Saved entries
--------------------------------

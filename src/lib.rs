//! BondFi ledger - client-side transaction history synchronization.
//!
//! This crate implements the trade-history core of the BondFi tokenized
//! treasury demo: an ordered, capped, per-owner collection of trade
//! records kept eventually consistent with an external Record Store
//! through a bulk fetch plus a realtime change stream, with aggregate
//! derivations over the cached window.
//!
//! # Architecture
//!
//! The store and the notification sink sit behind ports so the core
//! never depends on a concrete backend:
//!
//! - **`port::store`** - [`RecordStore`](port::RecordStore), the
//!   persistence + change-notification contract
//! - **`port::notifier`** - [`Notifier`](port::Notifier), user-visible
//!   notifications (toasts, in the original product)
//! - **`store`** - shipped adapters: in-memory and JSON-file
//!
//! # Modules
//!
//! - [`config`] - Configuration loading from TOML files
//! - [`domain`] - Records, identifiers, and the capped history structure
//! - [`error`] - Error types for the crate
//! - [`ledger`] - The synchronization core, [`TransactionLedger`]
//! - [`port`] - Trait definitions for external collaborators
//! - [`store`] - Record Store adapters
//!
//! # Example
//!
//! ```no_run
//! use std::sync::Arc;
//!
//! use bondfi_ledger::domain::{OwnerId, TradeKind};
//! use bondfi_ledger::ledger::TransactionLedger;
//! use bondfi_ledger::port::{Notifier, TracingNotifier};
//! use bondfi_ledger::store::MemoryRecordStore;
//! use rust_decimal_macros::dec;
//!
//! # async fn demo() -> Result<(), Box<dyn std::error::Error>> {
//! let store = Arc::new(MemoryRecordStore::new());
//! let notifier: Arc<dyn Notifier> = Arc::new(TracingNotifier);
//! let ledger = TransactionLedger::new(store, notifier);
//!
//! ledger.load(Some(OwnerId::new("user-1"))).await?;
//! ledger
//!     .record_trade(TradeKind::Buy, dec!(500), dec!(500), None)
//!     .await?;
//! # Ok(())
//! # }
//! ```

pub mod config;
pub mod domain;
pub mod error;
pub mod ledger;
pub mod logging;
pub mod port;
pub mod store;

#[cfg(any(test, feature = "testkit"))]
pub mod testkit;

pub use ledger::TransactionLedger;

--------------------------------

What the exercise asks: Within the entries above, how many lines include the word "TransactionLedger"? Respond with the number only.

Response: 4